OT: Partition table lost

Davis Johnson davis at frizzen.com
Sat Nov 27 17:28:52 UTC 2004


I know this is a long shot, along the lines of "is it plugged in", but 
make sure that the device special files (/dev/sdb, /dev/sdb1 etc) exist 
and have the correct major/minor device numbers, permissions etc.

I had similar symptoms once on a system with an unreasonable number of 
SCSI disks.

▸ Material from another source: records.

//! Lazy-loading pass over post images.
//!
//! Adds `loading="lazy"` to every `<img>` tag in a post that does not
//! already carry a `loading` attribute. Tags that set one (to any value)
//! are left exactly as written. Each changed post is committed on its own,
//! against the revision fetched for this pass.

use regex::Regex;
use serde::Serialize;
use std::sync::Arc;

use crate::error::{CmsError, CmsResult};
use crate::fanout::map_settled;
use crate::models::file_name;
use crate::store::ContentStore;

#[derive(Debug, Clone, PartialEq, Eq, Serialize)]
pub struct LazyUpdate {
    pub name: String,
    /// Tags that gained the attribute.
    pub images: usize,
    /// `None` on a dry run.
    pub commit_sha: Option<String>,
}

#[derive(Debug, Clone, PartialEq, Eq, Default, Serialize)]
pub struct LazyLoadReport {
    pub posts_scanned: usize,
    pub posts_with_images: usize,
    pub already_lazy: usize,
    pub unreadable_posts: usize,
    pub updated: Vec<LazyUpdate>,
    /// Posts whose rewrite could not be committed.
    pub failed: Vec<String>,
}

impl LazyLoadReport {
    /// Commit of the last successful write, the one the deploy builds.
    pub fn last_commit(&self) -> Option<&str> {
        self.updated.iter().rev().find_map(|u| u.commit_sha.as_deref())
    }
}

pub struct LazyImages {
    store: Arc<dyn ContentStore>,
    posts_dir: String,
    img: Regex,
    loading: Regex,
}

impl LazyImages {
    pub fn new(store: Arc<dyn ContentStore>, posts_dir: &str) -> CmsResult<Self> {
        let img = Regex::new(r"(?i)<img\b[^>]*>")
            .map_err(|e| CmsError::Internal(format!("img pattern: {}", e)))?;
        let loading = Regex::new(r"(?i)\sloading\s*=")
            .map_err(|e| CmsError::Internal(format!("loading pattern: {}", e)))?;
        Ok(Self {
            store,
            posts_dir: posts_dir.to_string(),
            img,
            loading,
        })
    }

    /// Rewrite one post. Returns the new text and how many tags changed, or
    /// `None` when there is nothing to do.
    pub fn rewrite(&self, text: &str) -> Option<(String, usize)> {
        let mut changed = 0;
        let out = self.img.replace_all(text, |caps: &regex::Captures| {
            let tag = &caps[0];
            if self.loading.is_match(tag) {
                return tag.to_string();
            }
            changed += 1;
            match tag.strip_suffix("/>") {
                Some(head) => format!("{} loading=\"lazy\" />", head.trim_end()),
                None => {
                    let head = &tag[..tag.len() - 1];
                    format!("{} loading=\"lazy\">", head.trim_end())
                }
            }
        });
        if changed == 0 {
            None
        } else {
            Some((out.into_owned(), changed))
        }
    }

    fn has_images(&self, text: &str) -> bool {
        self.img.is_match(text)
    }

    /// Scan every post and commit the rewrites, unless `dry_run`.
    pub async fn run(&self, dry_run: bool) -> CmsResult<LazyLoadReport> {
        let entries = match self.store.list(&self.posts_dir).await {
            Ok(entries) => entries,
            Err(e) if e.is_not_found() => Vec::new(),
            Err(e) => return Err(e),
        };
        let posts: Vec<String> = entries
            .into_iter()
            .filter(|e| e.name.ends_with(".md") || e.name.ends_with(".markdown"))
            .map(|e| e.path)
            .collect();

        let fetched = map_settled(posts.clone(), |path| {
            let store = self.store.clone();
            async move { store.get(&path).await }
        })
        .await;

        let mut report = LazyLoadReport {
            posts_scanned: posts.len(),
            ..LazyLoadReport::default()
        };
        for (path, result) in posts.iter().zip(fetched) {
            let file = match result {
                Ok(file) => file,
                Err(e) => {
                    tracing::warn!(path = %path, "skipping unreadable post: {}", e);
                    report.unreadable_posts += 1;
                    continue;
                }
            };
            if !self.has_images(&file.content) {
                continue;
            }
            report.posts_with_images += 1;
            let Some((text, images)) = self.rewrite(&file.content) else {
                report.already_lazy += 1;
                continue;
            };

            let name = file_name(path).to_string();
            if dry_run {
                report.updated.push(LazyUpdate {
                    name,
                    images,
                    commit_sha: None,
                });
                continue;
            }
            // Sequential writes: each commit moves the branch head.
            let message = format!("Add lazy loading to images in {}", name);
            match self.store.put(path, &text, Some(&file.sha), &message).await {
                Ok(commit_sha) => {
                    tracing::info!(path = %path, images, commit = %commit_sha, "added lazy loading");
                    report.updated.push(LazyUpdate {
                        name,
                        images,
                        commit_sha: Some(commit_sha),
                    });
                }
                Err(e) => {
                    tracing::warn!(path = %path, "lazy-loading write failed: {}", e);
                    report.failed.push(name);
                }
            }
        }
        Ok(report)
    }
}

Those past the point of reason had much the symptoms you 
describe until I got /dev straightend out.

sda and sdb should be right already for you, though.

Arkadiy Chapkis - Arc wrote:

>  Yes, looks like kernel sees it:
># cat /proc/partitions
>...
>   8    16  194131168 sdb
>   8    17  194129428 sdb1
>
>  But none of the fs utilities do (e2fsck, mount, fdisk). There is ext3 filesystem on this partition, how do I get it
>back? Is there a specific module(s) I should be looking to tell kernel to make the partition available to the rest of
>the system?
>
>  
>
>>>  Below is partial output of dmesg related to scsi.
>>>      
>>>
>>....
>>    
>>
>>>SCSI device sda: drive cache: write back
>>> sda: sda1 sda2
>>>      
>>>
>>        ^^^^^^
>>......
>>    
>>
>>>SCSI device sdb: drive cache: write back
>>> sdb: sdb1
>>>      
>>>
>>        ^^
>>
>>So, as far as kernel is concerned, you have your partition tables
>>even if you cannot find them with fdisk (where most likely you are
>>trying to list wrong types).  Try typing 'cat /proc/partitions'
>>and see what this will show.
>>
>>  Michal
>>    
>>
>
>
>                                      Arc C.